First Survey of Attention Sink: From Utilization and Understanding to Elimination in Transformers
This survey reviews over 180 papers on the Attention Sink phenomenon in Transformers, outlining its three-stage evolution—from early exploitation to mechanistic interpretation and finally strategic mitigation—while detailing utilization tactics, theoretical explanations, removal techniques, and promising future research directions.
Definition
Almost all Transformer models allocate a disproportionate amount of attention to a few specific tokens (e.g., the first token, [SEP], or background image patches). This inherent behavior is termed Attention Sink and is not a bug.
Research Evolution
Early stage (2023‑onwards) : Researchers treat the sink as a usable feature or a factor to accommodate.

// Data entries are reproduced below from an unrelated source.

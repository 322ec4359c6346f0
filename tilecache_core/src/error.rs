//! Failure kinds that callers have to tell apart.
//!
//! Everything else (I/O faults, configuration problems) is reported through `anyhow`.

use thiserror::Error;

/// The tile server could not be reached at all (connection refused, host unreachable).
///
/// Unlike timeouts or unexpected status codes this means that further requests
/// will most likely fail as well, so the whole resolution is aborted.
#[derive(Debug, Clone, Error, PartialEq, Eq)]
#[error("connection to '{url}' failed: {message}")]
pub struct ConnectionFailed {
	pub url: String,
	pub message: String,
}

/// Failure of the HTTP client capability.
#[derive(Debug, Clone, Error, PartialEq, Eq)]
pub enum TransportError {
	/// No connection could be established.
	#[error("connect error: {0}")]
	Connect(String),
	/// Timeouts, malformed responses, body read errors.
	#[error("transport error: {0}")]
	Other(String),
}

/// Failure of a tile source's decoder.
#[derive(Debug, Clone, Error, PartialEq, Eq)]
pub enum DecodeError {
	/// Decoding needs more memory than is available or allowed.
	#[error("insufficient memory to decode tile: {0}")]
	InsufficientMemory(String),
	/// The bytes are not a valid image.
	#[error("corrupt tile content: {0}")]
	Corrupt(String),
}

Middle stage (2024‑onwards) : After empirical usage stabilises, the focus shifts to uncovering the underlying mechanisms and improving interpretability.
Recent stage (2025‑onwards) : With mechanistic insights, work moves toward systematic architectural removal of the sink.
Utilization Strategies
Sink Token Preservation : Keep the sink token as a permanent attention anchor, stabilising attention distribution during model compression.

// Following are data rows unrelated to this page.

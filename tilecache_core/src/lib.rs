//! A disk-backed map tile cache: tiles are served from local storage, revalidated with
//! their ETags and downloaded when missing or stale.

pub mod cache;

pub mod config;

mod error;

pub mod net;

mod resolver;

pub mod source;

mod types;

#[cfg(any(test, feature = "test"))]
pub mod testing;

pub use config::CacheConfig;
pub use error::{ConnectionFailed, DecodeError, TransportError};
pub use resolver::{AbortReason, ResolveState, TileResolution, TileResolver};
pub use types::{Blob, TileKey};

Attention Redistribution : Actively identify sink tokens and reallocate their attention weight to semantically meaningful tokens.
Learnable Prefix Tokens : Insert trainable prefix tokens before the input sequence, providing an explicit, controllable alternative to naturally occurring sinks.
Sink Token Repurposing : Exploit the sink’s stable, high‑attention property for specialised tasks such as adversarial injection or defensive detection.
Mechanistic Explanations
Softmax Limitations & No‑Op Theory : The softmax constraint forces the model to allocate probability mass even when queries are unrelated to any key, causing attention to collapse onto semantically irrelevant tokens and effectively implement a no‑op.
Outlier Circuits : Systematic outlier values within the model interact to generate sink behaviour.
Implicit Attention Bias : Sink tokens contribute an almost constant amount to every query, acting as a fixed bias term.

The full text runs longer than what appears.